Carmelo en un haza del cortijo Trevijano, de la Vega de Granada, «barajando» un cuerpo de agua en un entarquinado (1989)
Conocí a Carmelo a mediados de los 80 del siglo pasado. Estaba de agricultor en el cortijo Trevijano, en plena Vega de Granada. El pozo de la finca era punto de control periódico de aguas subterráneas de la Universidad de Granada. Antes, a finales de los 60, lo había sido de la FAO y más tarde del Instituto Geológico y Minero de España (IGME). Era lo que se decía un punto histórico, de esos que ya apenas quedan, olvidados a su suerte por una administración cada vez más insensible a los escasos registros históricos que nos van quedando.
Pues bien, mientras hacíamos las medidas y anotaciones pertinentes, Carmelo dejaba sus tareas por un rato y se sentaba junto al pozo, que era de los antiguos, de los de garrucha y caldero. Intrigado por las investigaciones, deseaba escuchar, aprender y entablar algo de conversación, siempre escasa entre los hombres del campo. Pero éramos nosotros los beneficiados de su saber sobre el agua y las cosas de la vega. Como persona criada desde pequeño entre surcos y acequias, era todo un manantial de sabiduría. De esa que no se aprende en la escuela, ni en los libros, sino después de muchos años de duro trasegar con la Vega y la Vida. Amaba a aquella tierra negra y honda, que tan generosamente daba cosechas que «rompían los sacos». Y sufría al ver como las aguas iban perdiendo su calidad de antaño por los cada día más abundantes vertidos de aguas negras.
«Se sentaba junto al pozo, humilde, deseoso de escuchar y aprender»
– «Mire usted, en esta acequia que pasa por la puerta del cortijo, que es un ramal que viene de la acequia Gorda del Genil, hocicábamos de mozuelos cuando apretaba la sed. Era un agua limpia y fría, que venía directamente de la nieve de Sierra Nevada. Hoy, ya ve, cualquiera se atreve, que hay ocasiones en que el olor echa patrás»

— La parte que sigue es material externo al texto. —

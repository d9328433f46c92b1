use std::collections::BTreeMap;

use serde::{Deserialize, Serialize};

/// One tracked inventory record, in the shape the backend stores and
/// returns it. The backend is loosely typed, so every field tolerates
/// being absent and extra fields (such as the server-computed `status`)
/// are ignored on decode.
#[derive(Debug, Clone, Default, PartialEq, Serialize, Deserialize)]
pub struct FoodItem {
    /// Server-assigned id. The list endpoint projects it out, so this is
    /// normally absent; nothing may key on it.
    #[serde(rename = "_id", default, skip_serializing_if = "Option::is_none")]
    pub id: Option<String>,
    /// Owner email. Visibility filtering happens client-side on this field.
    #[serde(default)]
    pub email: String,
    #[serde(default)]
    pub name: String,
    /// Expiry date, `DD/MM/YYYY` on the wire.
    #[serde(default)]
    pub expiry: String,
    #[serde(default)]
    pub quantity: Quantity,
    #[serde(default)]
    pub location: String,
    /// Nutrient name to amount. Amounts are entered as numeric strings but
    /// other writers have stored bare numbers, so values stay loose.
    #[serde(default, skip_serializing_if = "BTreeMap::is_empty")]
    pub nutrients: BTreeMap<String, serde_json::Value>,
    #[serde(default, skip_serializing_if = "Option::is_none")]
    pub image_url: Option<String>,
}

/// Quantity reaches the wire as either a bare number or a string.
#[derive(Debug, Clone, PartialEq, Serialize, Deserialize)]
#[serde(untagged)]
pub enum Quantity {
    Count(f64),
    Text(String),
}

impl Default for Quantity {
    fn default() -> Self {
        Quantity::Text(String::new())
    }
}

impl std::fmt::Display for Quantity {
    fn fmt(&self, f: &mut std::fmt::Formatter<'_>) -> std::fmt::Result {
        match self {
            Quantity::Count(n) if n.fract() == 0.0 => write!(f, "{}", *n as i64),
            Quantity::Count(n) => write!(f, "{n}"),
            Quantity::Text(s) => f.write_str(s),
        }
    }
}

/// Render a nutrient amount without JSON quoting.
pub fn nutrient_display(value: &serde_json::Value) -> String {
    match value {
        serde_json::Value::String(s) => s.clone(),
        other => other.to_string(),
    }
}
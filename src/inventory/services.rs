use super::dto::FoodItem;

/// Narrow a fetched list to the given owner's items. The list endpoint
/// returns every user's items; this is display scoping, not a security
/// boundary.
pub fn owned_by(mut items: Vec<FoodItem>, email: &str) -> Vec<FoodItem> {
    items.retain(|item| item.email == email);
    items
}

/// Case-insensitive substring match on the item name. A query that trims
/// to empty leaves the list untouched; order is always preserved.
pub fn filter_by_name(mut items: Vec<FoodItem>, query: &str) -> Vec<FoodItem> {
    if query.trim().is_empty() {
        return items;
    }
    let needle = query.to_lowercase();
    items.retain(|item| item.name.to_lowercase().contains(&needle));
    items
}
use serde::Serialize;

/// Request body shared by the login and signup endpoints.
#[derive(Debug, Clone, Serialize)]
pub struct Credentials {
    pub email: String,
    pub password: String,
}
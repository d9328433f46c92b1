use std::sync::Arc;

use crate::backend::{BackendClient, HttpBackend};
use crate::config::AppConfig;
use crate::session::SessionStore;

/// Everything a command needs, wired once at startup and passed down
/// explicitly instead of being re-read from the environment mid-flow.
#[derive(Clone)]
pub struct AppState {
    pub config: Arc<AppConfig>,
    pub backend: Arc<dyn BackendClient>,
    pub store: SessionStore,
}

impl AppState {
    pub fn init(config: AppConfig) -> anyhow::Result<Self> {
        let store = SessionStore::open(&config.data_dir);
        let config = Arc::new(config);
        let backend = Arc::new(HttpBackend::new(&config)?) as Arc<dyn BackendClient>;
        Ok(Self {
            config,
            backend,
            store,
        })
    }

    pub fn from_parts(
        config: Arc<AppConfig>,
        backend: Arc<dyn BackendClient>,
        store: SessionStore,
    ) -> Self {
        Self {
            config,
            backend,
            store,
        }
    }
}
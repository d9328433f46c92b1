pub mod dto;
pub mod expiry;
pub mod handlers;
pub mod services;
pub mod dto;
pub mod handlers;
pub mod services;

Verlo trajinar con el riego era todo un espectáculo. Cómo gestionaba caudales importantes repartiendo las aguas por parejo sin romper los surcos. O cómo metía un cuerpo de agua en las hazas de barbecho para «entarquinarlas», lo que a nosotros tanto nos interesaba porque ello suponía una excelente recarga para el acuífero. Murió sin llegarlo a saber, pero con el paso de los años una foto suya, la que encabeza este artículo, fue motivo de portada de un libro que saltó a las américas (editado por la Asociación Internacional de Hidrogeólogos). En la querida y lejana Argentina apareció hermanado con agricultores de la cuenca del arroyo Feliciano, en la provincia de Entre Ríos. Nuestro trabajo comparaba el uso y costumbres del regadío en la Vega de Granada con las de aquella remota región de Argentina. La portada quedó bien y con ella, tanto por parte española como argentina, se quiso rendir humilde tributo a los regantes y agricultores tradicionales de ambos países.

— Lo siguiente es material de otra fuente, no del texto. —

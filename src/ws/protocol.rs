//! WebSocket protocol message definitions
//! These are the wire types for client-server communication

use std::sync::Arc;

use serde::de::DeserializeOwned;
use serde::{Deserialize, Serialize};
use serde_json::Value;

use crate::error::GameError;

/// One serialized outbound message. Cheap to clone for room-wide fan-out.
pub type Frame = Arc<str>;

/// Lifecycle state of a room as seen by clients
#[derive(Debug, Clone, Copy, PartialEq, Eq, Serialize, Deserialize)]
#[serde(rename_all = "snake_case")]
pub enum RoomState {
    Waiting,
    Playing,
    Finished,
}

/// Animation tag reported for every player in a snapshot
#[derive(Debug, Clone, Copy, PartialEq, Eq, Serialize, Deserialize)]
#[serde(rename_all = "snake_case")]
pub enum Animation {
    Idle,
    WalkForward,
    HammerAttack,
    Hit,
    Death,
    Respawn,
}

/// Why a match ended
#[derive(Debug, Clone, Copy, PartialEq, Eq, Serialize, Deserialize)]
#[serde(rename_all = "snake_case")]
pub enum EndReason {
    TimeUp,
    AllPlayersLeft,
    RoomClosed,
}

impl std::fmt::Display for EndReason {
    fn fmt(&self, f: &mut std::fmt::Formatter<'_>) -> std::fmt::Result {
        let s = match self {
            Self::TimeUp => "time_up",
            Self::AllPlayersLeft => "all_players_left",
            Self::RoomClosed => "room_closed",
        };
        f.write_str(s)
    }
}

/// Raw inbound envelope, decoded before the payload
#[derive(Debug, Deserialize)]
struct Envelope {
    #[serde(rename = "type")]
    kind: String,
    #[serde(default)]
    payload: Value,
}

/// Messages sent from client to server
#[derive(Debug, Clone, PartialEq)]
pub enum ClientMsg {
    /// Set nickname, color and character
    SetProfile(SetProfilePayload),
    CreateRoom,
    JoinRoom { room_id: String },
    ListRooms,
    LeaveRoom,
    ReadyToggle,
    /// Owner only
    StartGame,
    /// In-match input
    PlayerAction(PlayerAction),
    /// Client finished loading the arena scene
    LoadingComplete,
}

impl ClientMsg {
    /// Decode a text frame. An undecodable envelope or payload is
    /// `InvalidFormat`; a well-formed envelope with an unknown type is
    /// `UnhandledType`.
    pub fn decode(text: &str) -> Result<Self, GameError> {
        let envelope: Envelope =
            serde_json::from_str(text).map_err(|_| GameError::InvalidFormat)?;

        match envelope.kind.as_str() {
            "set_nickname_color" => Ok(Self::SetProfile(payload(envelope.payload)?)),
            "create_room" => Ok(Self::CreateRoom),
            "join_room" => {
                let JoinRoomPayload { room_id } = payload(envelope.payload)?;
                Ok(Self::JoinRoom { room_id })
            }
            "list_rooms" => Ok(Self::ListRooms),
            "leave_room" => Ok(Self::LeaveRoom),
            "ready_toggle" => Ok(Self::ReadyToggle),
            "start_game" => Ok(Self::StartGame),
            "player_action" => Ok(Self::PlayerAction(payload(envelope.payload)?)),
            "game_loading_complete" => Ok(Self::LoadingComplete),
            other => Err(GameError::UnhandledType(other.to_string())),
        }
    }

    /// Wire name, for logging
    pub fn kind(&self) -> &'static str {
        match self {
            Self::SetProfile(_) => "set_nickname_color",
            Self::CreateRoom => "create_room",
            Self::JoinRoom { .. } => "join_room",
            Self::ListRooms => "list_rooms",
            Self::LeaveRoom => "leave_room",
            Self::ReadyToggle => "ready_toggle",
            Self::StartGame => "start_game",
            Self::PlayerAction(_) => "player_action",
            Self::LoadingComplete => "game_loading_complete",
        }
    }
}

fn payload<T: DeserializeOwned>(value: Value) -> Result<T, GameError> {
    serde_json::from_value(value).map_err(|_| GameError::InvalidFormat)
}

#[derive(Debug, Clone, PartialEq, Default, Serialize, Deserialize)]
pub struct SetProfilePayload {
    #[serde(default)]
    pub nickname: String,
    #[serde(default)]
    pub color: String,
    #[serde(default)]
    pub character: Option<String>,
}

#[derive(Debug, Deserialize)]
struct JoinRoomPayload {
    room_id: String,
}

/// `player_action` payload
#[derive(Debug, Clone, PartialEq, Serialize, Deserialize)]
#[serde(tag = "action_type", content = "data", rename_all = "snake_case")]
pub enum PlayerAction {
    Look(LookData),
    Move(MoveData),
    Click(ClickData),
}

#[derive(Debug, Clone, Copy, PartialEq, Default, Serialize, Deserialize)]
pub struct LookData {
    #[serde(default)]
    pub yaw: Option<f64>,
    #[serde(default)]
    pub pitch: Option<f64>,
}

/// Keyboard state, each key 0 or 1
#[derive(Debug, Clone, Copy, PartialEq, Default, Serialize, Deserialize)]
pub struct MoveData {
    #[serde(default)]
    pub forward: f64,
    #[serde(default)]
    pub backward: f64,
    #[serde(default)]
    pub left: f64,
    #[serde(default)]
    pub right: f64,
}

#[derive(Debug, Clone, Copy, PartialEq, Default, Serialize, Deserialize)]
pub struct ClickData {
    #[serde(default)]
    pub direction: Option<Direction>,
}

/// Horizontal-plane direction
#[derive(Debug, Clone, Copy, PartialEq, Serialize, Deserialize)]
pub struct Direction {
    pub x: f64,
    pub z: f64,
}

/// Messages sent from server to client
#[derive(Debug, Clone, Serialize, Deserialize)]
#[serde(tag = "type", content = "payload", rename_all = "snake_case")]
pub enum ServerMsg {
    /// Error message
    Error {
        code: String,
        message: String,
    },

    /// Sent once right after the connection is registered
    UserIdAssigned {
        user_id: String,
    },

    RoomCreated(RoomInfo),

    RoomJoined(RoomInfo),

    /// Lobby room list
    RoomListUpdated {
        rooms: Vec<RoomListItem>,
    },

    PlayerJoined {
        player_info: PlayerInfo,
    },

    PlayerLeft {
        player_id: String,
        /// Set when ownership moved because the owner left
        #[serde(default, skip_serializing_if = "Option::is_none")]
        new_owner_id: Option<String>,
    },

    PlayerReadyChanged {
        player_id: String,
        is_ready: bool,
    },

    /// Initial roster, sent when a match is created
    GameInitData {
        players: Vec<PlayerStateInfo>,
    },

    GameCountdown {
        seconds_left: u32,
    },

    GameStarted,

    /// Per-tick snapshot
    GameStateUpdate {
        players: Vec<PlayerStateInfo>,
        time_left: u64,
    },

    GameEnded {
        final_scores: Vec<PlayerScore>,
        reason: EndReason,
    },

    RoomStateUpdated {
        room_id: String,
        new_state: RoomState,
        players: Vec<PlayerInfo>,
    },
}

impl ServerMsg {
    pub fn error(err: &GameError) -> Self {
        Self::Error {
            code: err.code().to_string(),
            message: err.to_string(),
        }
    }

    /// Serialize once for sending
    pub fn to_frame(&self) -> Result<Frame, serde_json::Error> {
        serde_json::to_string(self).map(Frame::from)
    }
}

/// Full room snapshot
#[derive(Debug, Clone, Serialize, Deserialize)]
pub struct RoomInfo {
    pub id: String,
    pub owner_id: String,
    pub players: Vec<PlayerInfo>,
    pub max_players: usize,
    pub state: RoomState,
    pub current_players: usize,
}

/// Room member as shown in the waiting room
#[derive(Debug, Clone, Serialize, Deserialize)]
pub struct PlayerInfo {
    pub id: String,
    pub nickname: String,
    pub color: String,
    #[serde(default, skip_serializing_if = "String::is_empty")]
    pub character: String,
    #[serde(default, skip_serializing_if = "Option::is_none")]
    pub asset: Option<String>,
    pub is_ready: bool,
    pub is_owner: bool,
}

/// One row of the lobby room list
#[derive(Debug, Clone, Serialize, Deserialize)]
pub struct RoomListItem {
    pub id: String,
    pub current_players: usize,
    pub max_players: usize,
    pub state: RoomState,
}

/// Player state in a snapshot
#[derive(Debug, Clone, Serialize, Deserialize)]
pub struct PlayerStateInfo {
    pub id: String,
    pub nickname: String,
    pub color: String,
    pub x: f64,
    pub y: f64,
    pub z: f64,
    pub yaw: f64,
    pub pitch: f64,
    pub score: u32,
    pub asset: String,
    pub current_animation: Animation,
    pub health: u32,
    pub max_health: u32,
    pub is_alive: bool,
    pub is_invincible: bool,
}

#[derive(Debug, Clone, Serialize, Deserialize)]
pub struct PlayerScore {
    pub player_id: String,
    pub nickname: String,
    pub score: u32,
}

#[cfg(test)]
mod tests {
    use super::*;

    #[test]
    fn decodes_unit_messages_with_empty_payload() {
        assert_eq!(
            ClientMsg::decode(r#"{"type":"create_room","payload":{}}"#),
            Ok(ClientMsg::CreateRoom)
        );
        assert_eq!(
            ClientMsg::decode(r#"{"type":"ready_toggle"}"#),
            Ok(ClientMsg::ReadyToggle)
        );
    }

    #[test]
    fn decodes_join_and_profile() {
        assert_eq!(
            ClientMsg::decode(r#"{"type":"join_room","payload":{"room_id":"ABC123"}}"#),
            Ok(ClientMsg::JoinRoom {
                room_id: "ABC123".into()
            })
        );

        let msg = ClientMsg::decode(
            r##"{"type":"set_nickname_color","payload":{"nickname":"kim","color":"#FF6B9D"}}"##,
        )
        .unwrap();
        match msg {
            ClientMsg::SetProfile(p) => {
                assert_eq!(p.nickname, "kim");
                assert_eq!(p.color, "#FF6B9D");
                assert_eq!(p.character, None);
            }
            other => panic!("unexpected {other:?}"),
        }
    }

    #[test]
    fn decodes_player_actions() {
        let click = ClientMsg::decode(
            r#"{"type":"player_action","payload":{"action_type":"click","data":{"direction":{"x":1,"z":0},"start_position":{"x":0,"z":0}}}}"#,
        )
        .unwrap();
        assert_eq!(
            click,
            ClientMsg::PlayerAction(PlayerAction::Click(ClickData {
                direction: Some(Direction { x: 1.0, z: 0.0 })
            }))
        );

        let mv = ClientMsg::decode(
            r#"{"type":"player_action","payload":{"action_type":"move","data":{"forward":1,"backward":0,"left":0,"right":1}}}"#,
        )
        .unwrap();
        assert_eq!(
            mv,
            ClientMsg::PlayerAction(PlayerAction::Move(MoveData {
                forward: 1.0,
                backward: 0.0,
                left: 0.0,
                right: 1.0
            }))
        );
    }

    #[test]
    fn error_taxonomy() {
        assert_eq!(ClientMsg::decode("not json"), Err(GameError::InvalidFormat));
        assert_eq!(
            ClientMsg::decode(r#"{"type":"join_room","payload":{}}"#),
            Err(GameError::InvalidFormat)
        );
        assert_eq!(
            ClientMsg::decode(r#"{"type":"player_action","payload":{"action_type":"dance","data":{}}}"#),
            Err(GameError::InvalidFormat)
        );
        assert_eq!(
            ClientMsg::decode(r#"{"type":"dance"}"#),
            Err(GameError::UnhandledType("dance".into()))
        );
    }

    #[test]
    fn server_envelope_shape() {
        let frame = ServerMsg::GameStarted.to_frame().unwrap();
        let v: Value = serde_json::from_str(&frame).unwrap();
        assert_eq!(v["type"], "game_started");

        let frame = ServerMsg::PlayerLeft {
            player_id: "a".into(),
            new_owner_id: None,
        }
        .to_frame()
        .unwrap();
        let v: Value = serde_json::from_str(&frame).unwrap();
        assert_eq!(v["type"], "player_left");
        assert_eq!(v["payload"]["player_id"], "a");
        assert!(v["payload"].get("new_owner_id").is_none());

        let frame = ServerMsg::error(&GameError::RoomFull).to_frame().unwrap();
        let v: Value = serde_json::from_str(&frame).unwrap();
        assert_eq!(v["payload"]["code"], "room_full");
        assert_eq!(v["payload"]["message"], "Room is full.");
    }
}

Portada del libro. Un hermanamiento técnico y científico, a través de la Agencia Española de Cooperación Internacional para el Desarrollo, sobre las prácticas agrícolas de la Vega de Granada y las de la cuenca del arroyo Feliciano
Hoy, la Vega de Granada anda descabezada, sin rumbo fijo. Con ayudas y alicientes insuficientes, son pocos los sufridos agricultores que aguantan el trance de hacerla rentable. Ese sería el primer paso para contener esa invasión silenciosa, implacable e irreversible, lo peor de todo, que suponen el asfalto y el hormigón. Necesitamos conservar este excepcional espacio verde y productivo, despensa y solaz que siempre fue de los granadinos, seña de identidad de esta ciudad universal. En ese territorio, Carmelo fue un ejemplo de agricultor cabal, que con su trabajo defendió del cambio de uso y de la especulación su pequeña parcela de cultivo: el cortijo Trevijano.